Attorneys for people who are counter-suing argue otherwise. "They must have a business model in which they believe they can make a profit from pursuing people on debts that they've probably purchased for pennies on the dollar," said Gary Neustadter, a Santa Clara University law professor representing three people being sued by Heritage Pacific in bankruptcy court.
"Their objective is to collect money, and they're trying to collect as much as they can as fast as they can," said Will Kennedy, a consumer law attorney in Santa Clara, Calif., who is representing Abdelfattah and parties involved in a class-action lawsuit against Heritage Pacific. "They only sue on second mortgages, which range from $70,000 to $150,000. Twenty percent of that is a lot of money. They get these loans very cheap, so they only have to collect a little bit to make money."
Kennedy argues that most of the mortgage applications were legitimate, and that the only reason homeowners stopped paying their debts was because they lost their jobs and had no income. He also maintains that the bulk of the original mortgage applications were signed by brokers who lied.
And he argues that Heritage Pacific's lawsuits against people with second-rate mortgage debts of less than $150,000 are illegal under California law. "Legally, you can only sue for fraud if the amount is more than $300,000," Kennedy said.
(A Santa Clara County Superior Court judge threw out Heritage Pacific's claim against Abdelfattah in March because the alleged fraud involved a loan for less than $150,000.)
Heritage Pacific does send letters to borrowers, offering to stop pestering them if they pay back a portion of the original loan. But it has also filed more than 220 bankruptcy cases in federal courts in California, including a claim against Oscar Trejo, a San Jose resident who invested in properties and later lost them all in foreclosures.
Shortly before he expected to exit bankruptcy in November 2012, Trejo received a letter from Heritage Pacific saying it had asked a bankruptcy judge not to erase its $88,800 claim against him. The company alleged that he had overstated his monthly income.
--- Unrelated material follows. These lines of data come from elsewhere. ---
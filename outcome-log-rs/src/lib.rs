// outcome-log-rs/src/lib.rs
// Shared data model and persistence for execution outcomes.
//
// Design notes:
// - `ExecutionOutcome` is the unit of durable state for the whole loop:
//   the retry engine appends one per call, the analyzer reads them back.
// - Records are immutable once appended. All statistics downstream are
//   recomputed from the log; nothing here is ever updated in place.
// - The wire format keeps camelCase field names so existing log files
//   written by earlier tooling stay readable.

pub mod record;
pub mod store;

pub use record::{
    AttemptRecord, ErrorCategory, ErrorClassification, ExecutionContext, ExecutionOutcome,
    OutcomeKind,
};
pub use store::{LogError, OutcomeLog};
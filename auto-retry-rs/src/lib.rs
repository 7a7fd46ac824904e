// auto-retry-rs/src/lib.rs
// Library interface for the auto-retry execution engine.
//
// Public API is intentionally small: configure a `RetryExecutor`, hand it
// an async operation, get back either the operation's value (with attempt
// accounting) or the operation's own last error.
//
// Design notes:
// - Attempts are strictly sequential; each backoff depends on the outcome
//   of the previous attempt.
// - Every `execute` call appends exactly one outcome line to the log,
//   success or failure. A failing log write is reported through tracing
//   and never changes the operation's result.
// - The original error is propagated unchanged on exhaustion or on a
//   non-retryable classification, so callers keep the ability to match on
//   their own failure types.

pub mod backoff;
pub mod classify;
pub mod error;
pub mod executor;
pub mod observer;


pub use backoff::BackoffStrategy;
pub use classify::classify;
pub use error::OperationError;
pub use executor::{RetryConfig, RetryExecutor, RetryOutcome};
pub use observer::RetryObserver;
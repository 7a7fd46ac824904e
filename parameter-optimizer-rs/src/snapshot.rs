// parameter-optimizer-rs/src/snapshot.rs
// Per-run recommendation snapshot document.

use chrono::{DateTime, Utc};
use serde::{Deserialize, Serialize};
use uuid::Uuid;

use log_analyzer::{Analysis, Severity};

use crate::{Confidence, Recommendation};

#[derive(Debug, Clone, Copy, PartialEq, Eq, Serialize, Deserialize)]
#[serde(rename_all = "camelCase")]
pub struct SnapshotSummary {
    pub total: usize,
    pub safe: usize,
    pub high_severity: usize,
    pub high_confidence: usize,
}

/// Headline numbers carried alongside the recommendations, pre-formatted
/// the same way as the analysis summary.
#[derive(Debug, Clone, PartialEq, Serialize, Deserialize)]
#[serde(rename_all = "camelCase")]
pub struct SnapshotStats {
    pub total_executions: u64,
    pub success_rate: String,
    pub retry_rate: String,
    pub avg_duration: String,
}

/// One analysis run's recommendations plus context, written to a fixed
/// "latest" path and a dated history path.
#[derive(Debug, Clone, PartialEq, Serialize, Deserialize)]
#[serde(rename_all = "camelCase")]
pub struct RecommendationSnapshot {
    pub timestamp: DateTime<Utc>,
    pub analysis_id: Uuid,
    pub recommendations: Vec<Recommendation>,
    pub summary: SnapshotSummary,
    pub stats: SnapshotStats,
}

impl RecommendationSnapshot {
    pub fn new(analysis: &Analysis, recommendations: Vec<Recommendation>) -> Self {
        let summary = SnapshotSummary {
            total: recommendations.len(),
            safe: recommendations.iter().filter(|r| r.safe).count(),
            high_severity: recommendations
                .iter()
                .filter(|r| r.severity == Severity::High)
                .count(),
            high_confidence: recommendations
                .iter()
                .filter(|r| r.confidence == Confidence::High)
                .count(),
        };

        Self {
            timestamp: Utc::now(),
            analysis_id: analysis.metadata.analysis_id,
            recommendations,
            summary,
            stats: SnapshotStats {
                total_executions: analysis.summary.overall.total_executions,
                success_rate: analysis.summary.overall.success_rate.clone(),
                retry_rate: analysis.summary.overall.retry_rate.clone(),
                avg_duration: analysis.summary.overall.avg_duration.clone(),
            },
        }
    }
}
A judge later ruled that that while Trejo didn't make the $9,500 a month he said he did, the lender had "ignored obvious problems" with Trejo's loan application and couldn't block the discharge of his $88,800 debt, CaliforniaWatch.org reported.
Heritage Pacific has appealed that ruling to a Bankruptcy Appellate Panel, arguing that the lender's reliance on Trejo's undocumented assertions reflected "the custom and habit of the mortgage industry at the time."
Trejo's countersuit against Heritage Pacific is scheduled for a jury trial in July.